__Work order__. Exactly as they appear, restate the lines of the material, from the first through the one containing "path mutates stream".

━━━ Data excerpts

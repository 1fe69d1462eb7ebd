use std::collections::BTreeMap;
use std::sync::Mutex;

use async_trait::async_trait;
use srcreds::CredentialSecret;

use crate::client::{AccessReview, MetaError, MetadataClient};
use crate::types::{
    Image, ImageStream, ImageStreamMapping, MirrorRule, NamedTagEventList, TagEvent,
};

// in-memory control plane for tests. the mapping-create path mutates stream
// status the way the real plane would so auto-provision and tag flows can be
// exercised end to end

#[derive(Default)]
struct Inner {
    streams: BTreeMap<(String, String), ImageStream>,
    images: BTreeMap<String, Image>,
    secrets: BTreeMap<(String, String), Vec<CredentialSecret>>,
    legacy_rules: Vec<MirrorRule>,
    digest_rules: Vec<MirrorRule>,
    tag_rules: Vec<MirrorRule>,
    // next call to the named method fails with the queued error
    fail_next: BTreeMap<&'static str, MetaError>,
    denied_verbs: Vec<String>,
    calls: Vec<String>,
}

#[derive(Default)]
pub struct FakeMetadataClient {
    inner: Mutex<Inner>,
}

impl FakeMetadataClient {
    pub fn new() -> Self {
        Self::default()
    }

    pub fn put_stream(&self, stream: ImageStream) {
        let key = stream.name_key();
        self.inner.lock().unwrap().streams.insert(key, stream);
    }

    pub fn put_image(&self, image: Image) {
        let key = image.metadata.name.clone();
        self.inner.lock().unwrap().images.insert(key, image);
    }

    pub fn put_secrets(&self, namespace: &str, name: &str, secrets: Vec<CredentialSecret>) {
        self.inner
            .lock()
            .unwrap()
            .secrets
            .insert((namespace.to_string(), name.to_string()), secrets);
    }

    pub fn set_mirror_rules(
        &self,
        legacy: Vec<MirrorRule>,
        digest: Vec<MirrorRule>,
        tag: Vec<MirrorRule>,
    ) {
        let mut inner = self.inner.lock().unwrap();
        inner.legacy_rules = legacy;
        inner.digest_rules = digest;
        inner.tag_rules = tag;
    }

    pub fn fail_next(&self, method: &'static str, err: MetaError) {
        self.inner.lock().unwrap().fail_next.insert(method, err);
    }

    pub fn deny_verb(&self, verb: &str) {
        self.inner.lock().unwrap().denied_verbs.push(verb.to_string());
    }

    pub fn calls(&self) -> Vec<String> {
        self.inner.lock().unwrap().calls.clone()
    }

    pub fn stream(&self, namespace: &str, name: &str) -> Option<ImageStream> {
        self.inner
            .lock()
            .unwrap()
            .streams
            .get(&(namespace.to_string(), name.to_string()))
            .cloned()
    }

    fn enter(&self, method: &'static str) -> Result<(), MetaError> {
        let mut inner = self.inner.lock().unwrap();
        inner.calls.push(method.to_string());
        if let Some(err) = inner.fail_next.remove(method) {
            return Err(err);
        }
        Ok(())
    }
}

#[async_trait]
impl MetadataClient for FakeMetadataClient {
    async fn get_image(&self, digest: &str) -> Result<Image, MetaError> {
        self.enter("get_image")?;
        self.inner
            .lock()
            .unwrap()
            .images
            .get(digest)
            .cloned()
            .ok_or_else(|| MetaError::NotFound {
                kind: "images".to_string(),
                name: digest.to_string(),
            })
    }

    async fn create_image(&self, image: Image) -> Result<Image, MetaError> {
        self.enter("create_image")?;
        let mut inner = self.inner.lock().unwrap();
        let key = image.metadata.name.clone();
        if inner.images.contains_key(&key) {
            return Err(MetaError::Conflict(key));
        }
        inner.images.insert(key, image.clone());
        Ok(image)
    }

    async fn update_image(&self, image: Image) -> Result<Image, MetaError> {
        self.enter("update_image")?;
        let mut inner = self.inner.lock().unwrap();
        let key = image.metadata.name.clone();
        inner.images.insert(key, image.clone());
        Ok(image)
    }

    async fn get_image_stream(
        &self,
        namespace: &str,
        name: &str,
    ) -> Result<ImageStream, MetaError> {
        self.enter("get_image_stream")?;
        self.inner
            .lock()
            .unwrap()
            .streams
            .get(&(namespace.to_string(), name.to_string()))
            .cloned()
            .ok_or_else(|| MetaError::NotFound {
                kind: "imagestreams".to_string(),
                name: name.to_string(),
            })
    }

    async fn list_image_streams(&self) -> Result<Vec<ImageStream>, MetaError> {
        self.enter("list_image_streams")?;
        Ok(self.inner.lock().unwrap().streams.values().cloned().collect())
    }

    async fn create_image_stream(&self, stream: ImageStream) -> Result<ImageStream, MetaError> {
        self.enter("create_image_stream")?;
        let mut inner = self.inner.lock().unwrap();
        let key = stream.name_key();
        if inner.streams.contains_key(&key) {
            return Err(MetaError::Conflict(key.1));
        }
        inner.streams.insert(key, stream.clone());
        Ok(stream)
    }

    async fn create_image_stream_mapping(
        &self,
        mapping: ImageStreamMapping,
    ) -> Result<(), MetaError> {
        self.enter("create_image_stream_mapping")?;
        let mut inner = self.inner.lock().unwrap();
        let key = (
            mapping.metadata.namespace.clone(),
            mapping.metadata.name.clone(),
        );
        if !inner.streams.contains_key(&key) {
            return Err(MetaError::NotFound {
                kind: "imagestreammappings".to_string(),
                name: mapping.metadata.name.clone(),
            });
        }
        let digest = mapping.image.metadata.name.clone();
        inner.images.insert(digest.clone(), mapping.image.clone());
        let stream = inner.streams.get_mut(&key).unwrap();
        let event = TagEvent {
            created: None,
            image: digest,
            docker_image_reference: mapping.image.docker_image_reference.clone(),
            generation: 1,
        };
        match stream.status.tags.iter_mut().find(|t| t.tag == mapping.tag) {
            Some(list) => list.items.insert(0, event),
            None => stream.status.tags.push(NamedTagEventList {
                tag: mapping.tag.clone(),
                items: vec![event],
            }),
        }
        Ok(())
    }

    async fn delete_image_stream_tag(
        &self,
        namespace: &str,
        name: &str,
    ) -> Result<(), MetaError> {
        self.enter("delete_image_stream_tag")?;
        let (stream_name, tag) = name.split_once(':').ok_or_else(|| {
            MetaError::Other(format!("bad imagestreamtag name {}", name))
        })?;
        let mut inner = self.inner.lock().unwrap();
        let stream = inner
            .streams
            .get_mut(&(namespace.to_string(), stream_name.to_string()))
            .ok_or_else(|| MetaError::NotFound {
                kind: "imagestreamtags".to_string(),
                name: name.to_string(),
            })?;
        let before = stream.status.tags.len();
        stream.status.tags.retain(|t| t.tag != tag);
        if stream.status.tags.len() == before {
            return Err(MetaError::NotFound {
                kind: "imagestreamtags".to_string(),
                name: name.to_string(),
            });
        }
        Ok(())
    }

    async fn get_image_stream_image(
        &self,
        namespace: &str,
        name: &str,
    ) -> Result<Image, MetaError> {
        self.enter("get_image_stream_image")?;
        let (stream_name, digest) = name.split_once('@').ok_or_else(|| {
            MetaError::Other(format!("bad imagestreamimage name {}", name))
        })?;
        let inner = self.inner.lock().unwrap();
        let stream = inner
            .streams
            .get(&(namespace.to_string(), stream_name.to_string()))
            .ok_or_else(|| MetaError::NotFound {
                kind: "imagestreams".to_string(),
                name: stream_name.to_string(),
            })?;
        if !stream.references_image(digest) {
            return Err(MetaError::NotFound {
                kind: "imagestreamimages".to_string(),
                name: name.to_string(),
            });
        }
        inner
            .images
            .get(digest)
            .cloned()
            .ok_or_else(|| MetaError::NotFound {
                kind: "images".to_string(),
                name: digest.to_string(),
            })
    }

    async fn stream_secrets(
        &self,
        namespace: &str,
        name: &str,
    ) -> Result<Vec<CredentialSecret>, MetaError> {
        self.enter("stream_secrets")?;
        Ok(self
            .inner
            .lock()
            .unwrap()
            .secrets
            .get(&(namespace.to_string(), name.to_string()))
            .cloned()
            .unwrap_or_default())
    }

    async fn list_legacy_mirror_rules(&self) -> Result<Vec<MirrorRule>, MetaError> {
        self.enter("list_legacy_mirror_rules")?;
        Ok(self.inner.lock().unwrap().legacy_rules.clone())
    }

    async fn list_digest_mirror_rules(&self) -> Result<Vec<MirrorRule>, MetaError> {
        self.enter("list_digest_mirror_rules")?;
        Ok(self.inner.lock().unwrap().digest_rules.clone())
    }

    async fn list_tag_mirror_rules(&self) -> Result<Vec<MirrorRule>, MetaError> {
        self.enter("list_tag_mirror_rules")?;
        Ok(self.inner.lock().unwrap().tag_rules.clone())
    }

    async fn local_subject_access_review(
        &self,
        _namespace: &str,
        review: &AccessReview,
    ) -> Result<bool, MetaError> {
        self.enter("local_subject_access_review")?;
        Ok(!self
            .inner
            .lock()
            .unwrap()
            .denied_verbs
            .contains(&review.verb))
    }

    async fn self_subject_access_review(
        &self,
        review: &AccessReview,
    ) -> Result<bool, MetaError> {
        self.enter("self_subject_access_review")?;
        Ok(!self
            .inner
            .lock()
            .unwrap()
            .denied_verbs
            .contains(&review.verb))
    }
}

#[cfg(test)]
mod tests {
    use super::*;
    use crate::types::ObjectMeta;

    fn stream(ns: &str, name: &str) -> ImageStream {
        ImageStream {
            metadata: ObjectMeta {
                namespace: ns.into(),
                name: name.into(),
                ..Default::default()
            },
            ..Default::default()
        }
    }

    #[tokio::test]
    async fn test_mapping_requires_stream() {
        let fake = FakeMetadataClient::new();
        let mapping = ImageStreamMapping {
            metadata: ObjectMeta {
                namespace: "ns".into(),
                name: "app".into(),
                ..Default::default()
            },
            image: Image {
                metadata: ObjectMeta {
                    name: "sha256:abc".into(),
                    ..Default::default()
                },
                ..Default::default()
            },
            tag: "latest".into(),
        };
        let err = fake
            .create_image_stream_mapping(mapping.clone())
            .await
            .unwrap_err();
        assert!(err.is_missing_stream("app"));

        fake.put_stream(stream("ns", "app"));
        fake.create_image_stream_mapping(mapping).await.unwrap();
        let got = fake.stream("ns", "app").unwrap();
        assert_eq!(got.latest_tag_event("latest").unwrap().image, "sha256:abc");
        // the image was registered too
        assert!(fake.get_image("sha256:abc").await.is_ok());
    }

    #[tokio::test]
    async fn test_fail_next() {
        let fake = FakeMetadataClient::new();
        fake.put_stream(stream("ns", "app"));
        fake.fail_next("get_image_stream", MetaError::Forbidden("no".into()));
        assert!(fake.get_image_stream("ns", "app").await.is_err());
        assert!(fake.get_image_stream("ns", "app").await.is_ok());
    }
}
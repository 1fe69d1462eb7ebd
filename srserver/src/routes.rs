use std::sync::Arc;

use axum::Router;
use axum::extract::{Request, State};
use axum::http::HeaderValue;
use axum::middleware::{self, Next};
use axum::response::Response;
use axum::routing::{delete, get, patch, post, put};

use crate::handlers;
use crate::repository::App;

pub fn router(app: Arc<App>) -> Router {
    Router::new()
        .route("/v2/", get(handlers::api_base))
        .route(
            "/v2/{namespace}/{name}/blobs/{digest}",
            get(handlers::get_blob).head(handlers::head_blob),
        )
        .route(
            "/v2/{namespace}/{name}/blobs/uploads/",
            post(handlers::start_upload),
        )
        .route(
            "/v2/{namespace}/{name}/blobs/uploads/{uuid}",
            patch(handlers::patch_upload).put(handlers::put_upload),
        )
        .route(
            "/v2/{namespace}/{name}/manifests/{reference}",
            get(handlers::get_manifest)
                .head(handlers::head_manifest)
                .put(handlers::put_manifest)
                .delete(handlers::delete_manifest),
        )
        .route("/v2/{namespace}/{name}/tags/list", get(handlers::tags_list))
        .route("/admin/blobs/{digest}", delete(handlers::admin_delete_blob))
        .route("/extensions/v2/metrics", get(handlers::get_metrics))
        .route(
            "/extensions/v2/{namespace}/{name}/signatures/{digest}",
            get(handlers::get_signatures).put(handlers::put_signature),
        )
        .layer(middleware::from_fn_with_state(app.clone(), version_headers))
        .with_state(app)
}

// every response advertises the api version and that this registry stores
// signatures. 401s additionally carry the challenge for token auth
async fn version_headers(State(app): State<Arc<App>>, request: Request, next: Next) -> Response {
    let mut response = next.run(request).await;
    let headers = response.headers_mut();
    headers.insert(
        handlers::API_VERSION_HEADER,
        HeaderValue::from_static(handlers::API_VERSION_VALUE),
    );
    headers.insert(
        handlers::SIGNATURES_HEADER,
        HeaderValue::from_static("1"),
    );
    if response.status() == axum::http::StatusCode::UNAUTHORIZED
        && !app.config.auth.realm.is_empty()
    {
        let challenge = if app.config.auth.token_realm.is_empty() {
            format!("Basic realm=\"{}\"", app.config.auth.realm)
        } else {
            format!(
                "Bearer realm=\"{}\",service=\"{}\"",
                app.config.auth.token_realm, app.config.auth.realm
            )
        };
        if let Ok(value) = HeaderValue::from_str(&challenge) {
            response
                .headers_mut()
                .insert(axum::http::header::WWW_AUTHENTICATE, value);
        }
    }
    response
}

━━━━━━

__Output of the exercise__.
repository 1fe69d1462eb7ebd
use std::collections::BTreeMap;
use std::sync::Mutex;

use async_trait::async_trait;
use srcreds::CredentialSecret;

use crate::client::{AccessReview, MetaError, MetadataClient};
use crate::types::{
    Image, ImageStream, ImageStreamMapping, MirrorRule, NamedTagEventList, TagEvent,
};

// in-memory control plane for tests. the mapping-create path mutates stream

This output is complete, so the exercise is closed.